Only lines that contain the word "dynakv" are to be returned from the data below.

[Stored data]
· · · · ·

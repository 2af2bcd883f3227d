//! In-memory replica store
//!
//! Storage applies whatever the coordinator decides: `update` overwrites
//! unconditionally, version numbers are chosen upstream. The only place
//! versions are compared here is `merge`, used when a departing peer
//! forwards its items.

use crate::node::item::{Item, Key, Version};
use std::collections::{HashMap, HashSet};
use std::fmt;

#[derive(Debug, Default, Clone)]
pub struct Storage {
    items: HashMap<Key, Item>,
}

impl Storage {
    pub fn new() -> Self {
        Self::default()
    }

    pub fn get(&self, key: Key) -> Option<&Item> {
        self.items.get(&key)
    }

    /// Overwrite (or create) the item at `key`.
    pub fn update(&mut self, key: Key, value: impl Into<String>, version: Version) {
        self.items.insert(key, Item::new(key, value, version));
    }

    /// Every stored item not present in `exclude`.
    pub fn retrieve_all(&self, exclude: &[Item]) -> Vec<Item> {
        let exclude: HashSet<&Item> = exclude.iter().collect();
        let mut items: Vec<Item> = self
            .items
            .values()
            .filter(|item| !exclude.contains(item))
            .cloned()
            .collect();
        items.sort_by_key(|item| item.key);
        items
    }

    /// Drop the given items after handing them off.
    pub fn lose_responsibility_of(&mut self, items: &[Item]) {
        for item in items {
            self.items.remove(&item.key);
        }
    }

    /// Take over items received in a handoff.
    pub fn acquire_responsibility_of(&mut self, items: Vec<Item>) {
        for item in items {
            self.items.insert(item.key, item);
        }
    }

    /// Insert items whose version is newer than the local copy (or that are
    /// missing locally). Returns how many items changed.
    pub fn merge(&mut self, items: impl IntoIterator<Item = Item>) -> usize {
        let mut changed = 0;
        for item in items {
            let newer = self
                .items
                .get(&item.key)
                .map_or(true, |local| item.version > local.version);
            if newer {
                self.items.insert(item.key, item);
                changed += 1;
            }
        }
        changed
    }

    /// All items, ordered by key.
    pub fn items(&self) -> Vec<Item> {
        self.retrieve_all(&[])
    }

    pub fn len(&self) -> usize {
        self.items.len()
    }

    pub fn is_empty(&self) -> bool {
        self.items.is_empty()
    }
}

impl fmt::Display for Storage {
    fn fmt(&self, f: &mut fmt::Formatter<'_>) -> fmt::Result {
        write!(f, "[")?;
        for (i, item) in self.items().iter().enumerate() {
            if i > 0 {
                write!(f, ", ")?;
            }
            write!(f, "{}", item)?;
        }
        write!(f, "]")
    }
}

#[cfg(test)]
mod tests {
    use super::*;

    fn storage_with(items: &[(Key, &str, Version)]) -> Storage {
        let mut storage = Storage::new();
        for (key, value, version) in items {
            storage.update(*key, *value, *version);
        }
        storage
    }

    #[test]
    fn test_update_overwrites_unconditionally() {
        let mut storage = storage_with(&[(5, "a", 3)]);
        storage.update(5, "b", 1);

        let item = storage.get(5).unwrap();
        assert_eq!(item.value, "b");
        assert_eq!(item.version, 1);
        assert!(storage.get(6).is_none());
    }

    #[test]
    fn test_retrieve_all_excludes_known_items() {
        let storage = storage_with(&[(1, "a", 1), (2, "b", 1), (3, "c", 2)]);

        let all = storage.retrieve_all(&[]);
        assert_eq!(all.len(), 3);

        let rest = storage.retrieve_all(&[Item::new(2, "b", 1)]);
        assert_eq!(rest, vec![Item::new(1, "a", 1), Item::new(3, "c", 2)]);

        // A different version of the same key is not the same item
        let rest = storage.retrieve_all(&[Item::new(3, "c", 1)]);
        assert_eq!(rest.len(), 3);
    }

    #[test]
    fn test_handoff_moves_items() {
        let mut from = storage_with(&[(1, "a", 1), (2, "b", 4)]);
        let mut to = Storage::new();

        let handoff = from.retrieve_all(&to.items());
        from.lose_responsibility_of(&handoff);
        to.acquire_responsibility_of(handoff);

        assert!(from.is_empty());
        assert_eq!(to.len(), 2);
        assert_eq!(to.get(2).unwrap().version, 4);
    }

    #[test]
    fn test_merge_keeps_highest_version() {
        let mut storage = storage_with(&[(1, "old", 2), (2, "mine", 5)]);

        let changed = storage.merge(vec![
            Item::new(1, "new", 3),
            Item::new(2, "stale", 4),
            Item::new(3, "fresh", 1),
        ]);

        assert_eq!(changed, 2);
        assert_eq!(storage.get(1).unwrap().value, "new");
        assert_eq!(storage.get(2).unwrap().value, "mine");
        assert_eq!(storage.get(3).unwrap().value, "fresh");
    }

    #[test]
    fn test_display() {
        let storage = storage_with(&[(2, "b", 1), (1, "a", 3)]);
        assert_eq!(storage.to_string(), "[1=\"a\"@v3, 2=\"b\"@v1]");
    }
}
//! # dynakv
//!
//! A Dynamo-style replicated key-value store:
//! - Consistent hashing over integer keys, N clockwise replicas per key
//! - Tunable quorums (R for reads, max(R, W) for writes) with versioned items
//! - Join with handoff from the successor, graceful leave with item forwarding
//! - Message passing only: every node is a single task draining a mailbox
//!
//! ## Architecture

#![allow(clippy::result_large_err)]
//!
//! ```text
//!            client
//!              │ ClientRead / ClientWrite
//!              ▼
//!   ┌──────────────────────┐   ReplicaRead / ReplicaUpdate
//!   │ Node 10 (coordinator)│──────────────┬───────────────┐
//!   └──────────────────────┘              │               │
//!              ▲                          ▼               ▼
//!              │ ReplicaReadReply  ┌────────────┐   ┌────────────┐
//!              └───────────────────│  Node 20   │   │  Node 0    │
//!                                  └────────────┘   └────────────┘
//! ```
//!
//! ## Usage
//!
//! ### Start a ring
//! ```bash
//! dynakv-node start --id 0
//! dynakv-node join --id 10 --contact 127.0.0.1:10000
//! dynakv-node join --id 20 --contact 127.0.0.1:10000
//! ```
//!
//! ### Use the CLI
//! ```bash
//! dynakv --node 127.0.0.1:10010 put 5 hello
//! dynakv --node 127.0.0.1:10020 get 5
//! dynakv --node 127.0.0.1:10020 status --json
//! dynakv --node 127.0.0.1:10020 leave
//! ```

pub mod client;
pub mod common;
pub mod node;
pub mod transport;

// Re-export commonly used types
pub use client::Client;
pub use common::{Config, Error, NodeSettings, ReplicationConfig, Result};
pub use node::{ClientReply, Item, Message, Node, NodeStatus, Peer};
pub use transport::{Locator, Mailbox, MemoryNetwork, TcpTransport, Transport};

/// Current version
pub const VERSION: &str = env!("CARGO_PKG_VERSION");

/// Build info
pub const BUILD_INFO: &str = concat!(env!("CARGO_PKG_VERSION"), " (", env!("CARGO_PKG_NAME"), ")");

· · · · ·

- Expected answer:
//! # dynakv
//! dynakv-node start --id 0
//! dynakv-node join --id 10 --contact 127.0.0.1:10000
//! dynakv-node join --id 20 --contact 127.0.0.1:10000
//! dynakv --node 127.0.0.1:10010 put 5 hello
//! dynakv --node 127.0.0.1:10020 get 5
//! dynakv --node 127.0.0.1:10020 status --json
//! dynakv --node 127.0.0.1:10020 leave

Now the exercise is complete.